No fue fácil. “Me costó muchísimo llegar a la versión final. Mis compañeros becarios eran Miguel Sabido, Inés Arredondo, Guadalupe Dueñas y Jaime Augusto Shelley. A media beca me ponían unas sacudidas brutales. No me salía la novela, iba muy mal. En cada sesión me decían de lo que me iba a morir”.
El mismo Xirau le dio el empujón salvador.
—Así no va a salir nunca. Lo que te recomiendo es que empieces de nuevo —le dijo.
El Centro Mexicano de Escritores estaba en Río Volga, cerca del Ángel de la Independencia, y esa tarde Leñero se regresó caminando a su casa, en la colonia Narvarte; pensaba todo el camino en la recomendación de Xirau. Al llegar al departamento tomó las cien cuartillas que llevaba escritas y las rompió. “Empecé de nuevo, utilizando una trampa: hacer crecer la historia del velador asesinado, que era algo que le había ocurrido a un compañero mío de ingeniería… Al comenzar con el crimen descubrí que eso amarraba todas las historias, aunque conservé la voluntad de contarlas de forma diferente entre sí, que cada personaje tuviera una voz distinta”. En 1963, con Los albañiles obtuvo en España el Premio Biblioteca Breve de Seix Barral. Luego siguieron EstudioQ (1965), El garabato (1967), Redil de ovejas (1972), El evangelio de Lucas Gavilán (1979), La gota de agua (1984) y La vida que se va (1999); sin considerar su importante labor como dramaturgo y guionista de cine. Cuando se ponía estricto consigo mismo, de entre sus novelas Leñero solo salvaba Los albañiles y La vida que seva.
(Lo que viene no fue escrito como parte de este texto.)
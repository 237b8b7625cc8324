//! Caller-facing client.
//!
//! [`SqlClient`] ties the pieces together: it materializes a statement from
//! its source and substitutions, then hands it to the [`StatementExecutor`]
//! which drives the single managed connection.
//!
//! ```ignore
//! let client = SqlClient::connect_lazy("sqlite::memory:", ExecutorConfig::default())?;
//! let rows = client
//!     .scoped(|c| Box::pin(async move { c.execute("SELECT 1 AS x", &HashMap::new()).await }))
//!     .await?;
//! ```

use crate::config::ExecutorConfig;
use crate::db::{CloseOutcome, ConnectionManager, Driver, SqlxDriver, StatementExecutor};
use crate::error::{SqlError, SqlResult};
use crate::models::{ConnectionConfig, MetadataSnapshot, ResultSet, Statement, StatementSource};
use crate::template;
use encoding_rs::{Encoding, UTF_8};
use futures_util::future::BoxFuture;
use std::collections::HashMap;
use std::sync::Arc;
use tracing::debug;

pub struct SqlClient<D: Driver> {
    manager: ConnectionManager<D>,
    executor: StatementExecutor,
    encoding: &'static Encoding,
}

impl<D: Driver> SqlClient<D> {
    /// Create a client. No connection is opened until the first statement runs.
    pub fn new(driver: D, config: ExecutorConfig) -> SqlResult<Self> {
        Ok(Self {
            manager: ConnectionManager::new(driver),
            executor: StatementExecutor::new(config)?,
            encoding: UTF_8,
        })
    }

    /// Read template files in `encoding` instead of UTF-8.
    pub fn with_template_encoding(mut self, encoding: &'static Encoding) -> Self {
        self.encoding = encoding;
        self
    }

    pub fn template_encoding(&self) -> &'static Encoding {
        self.encoding
    }

    pub fn config(&self) -> &ExecutorConfig {
        self.executor.config()
    }

    pub fn driver(&self) -> &D {
        self.manager.driver()
    }

    pub fn is_connected(&self) -> bool {
        self.manager.is_connected()
    }

    /// Open the connection now instead of on first use.
    pub async fn connect(&mut self) -> SqlResult<()> {
        self.manager.ensure_connection().await
    }

    /// Run inline SQL or a template file with the configured attempt budget.
    pub async fn execute(
        &mut self,
        source: &str,
        substitutions: &HashMap<String, String>,
    ) -> SqlResult<ResultSet> {
        let max_attempts = self.executor.config().max_attempts;
        self.execute_with_attempts(source, substitutions, max_attempts)
            .await
    }

    pub async fn execute_with_attempts(
        &mut self,
        source: &str,
        substitutions: &HashMap<String, String>,
        max_attempts: u32,
    ) -> SqlResult<ResultSet> {
        let source = StatementSource::detect(source);
        self.execute_source(&source, substitutions, max_attempts)
            .await
    }

    /// Materialize `source` and execute it.
    ///
    /// Substitution and template errors are returned before any database work.
    pub async fn execute_source(
        &mut self,
        source: &StatementSource,
        substitutions: &HashMap<String, String>,
        max_attempts: u32,
    ) -> SqlResult<ResultSet> {
        let statement =
            template::materialize_with_encoding(source, substitutions, self.encoding).await?;
        self.executor
            .execute_with_attempts(&mut self.manager, &statement, max_attempts)
            .await
    }

    /// Execute an already materialized statement.
    pub async fn execute_statement(&mut self, statement: &Statement) -> SqlResult<ResultSet> {
        self.executor.execute(&mut self.manager, statement).await
    }

    /// Schema snapshot of the connected database, reflected once and cached.
    pub async fn metadata_snapshot(&mut self) -> SqlResult<Arc<MetadataSnapshot>> {
        self.manager.metadata_snapshot().await
    }

    /// Close the connection. Safe to call any number of times.
    pub async fn close(&mut self) -> CloseOutcome {
        self.manager.close_connection().await
    }

    /// Run `f` with the client, then close it whatever `f` returned.
    pub async fn scoped<T, F>(mut self, f: F) -> T
    where
        F: for<'a> FnOnce(&'a mut Self) -> BoxFuture<'a, T>,
    {
        let result = f(&mut self).await;
        let outcome = self.close().await;
        debug!(outcome = ?outcome, "Scoped client released");
        result
    }
}

impl SqlClient<SqlxDriver> {
    /// Client for the database at `url`, using the sqlx driver.
    pub fn connect_lazy(url: &str, config: ExecutorConfig) -> SqlResult<Self> {
        let connection =
            ConnectionConfig::new(url).map_err(|e| SqlError::invalid_input(e.to_string()))?;
        Self::from_config(connection, config)
    }

    pub fn from_config(connection: ConnectionConfig, config: ExecutorConfig) -> SqlResult<Self> {
        Self::new(SqlxDriver::new(connection), config)
    }
}

impl<D: Driver> std::fmt::Debug for SqlClient<D> {
    fn fmt(&self, f: &mut std::fmt::Formatter<'_>) -> std::fmt::Result {
        f.debug_struct("SqlClient")
            .field("manager", &self.manager)
            .field("executor", &self.executor)
            .field("encoding", &self.encoding.name())
            .finish()
    }
}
Daba esta explicación: “En la literatura me perdí mucho en la forma. Me entró el nouveau roman, que me llevó a muchas exageraciones. Incluso Los periodistas es una novela formalmente muy complicada y para qué dar tantos brincos si está el suelo tan parejo. Yo quería escribir una novela más sencilla, y lo
Hice con La vida que se va. La trabajé con la imaginación; quedé muy satisfecho y me dije: ‘Esto es lo último que escribo de novela’”.

En los últimos libros juega con la ficción y la realidad, en el retrato casi siempre burlesco de personajes conocidos: Gente así (2008) y Más gente así (2013).

Su definición final, al llegar a los ochenta años, fue esta: “Soy un hombre que descubrió el oficio de las palabras en lugar del oficio de la ingeniería, que siempre fue un reto para mí, una materia pendiente y no desarrollada. Y que descubrió que el oficio de la palabra se puede enfocar a todo lo que necesita de ella: radionovela, telenovela, cine, teatro, cuento, novela, periodismo… Ya no hay más, o sí: la poesía, que no cultivé. Lo mío es la palabra escrita, no la hablada, no tengo facilidad de palabra. Me encantan los que escriben bien. Y disfruto la buena prosa, lo que se consigue en la vejez acaso porque no hay prisa alguna por terminar”.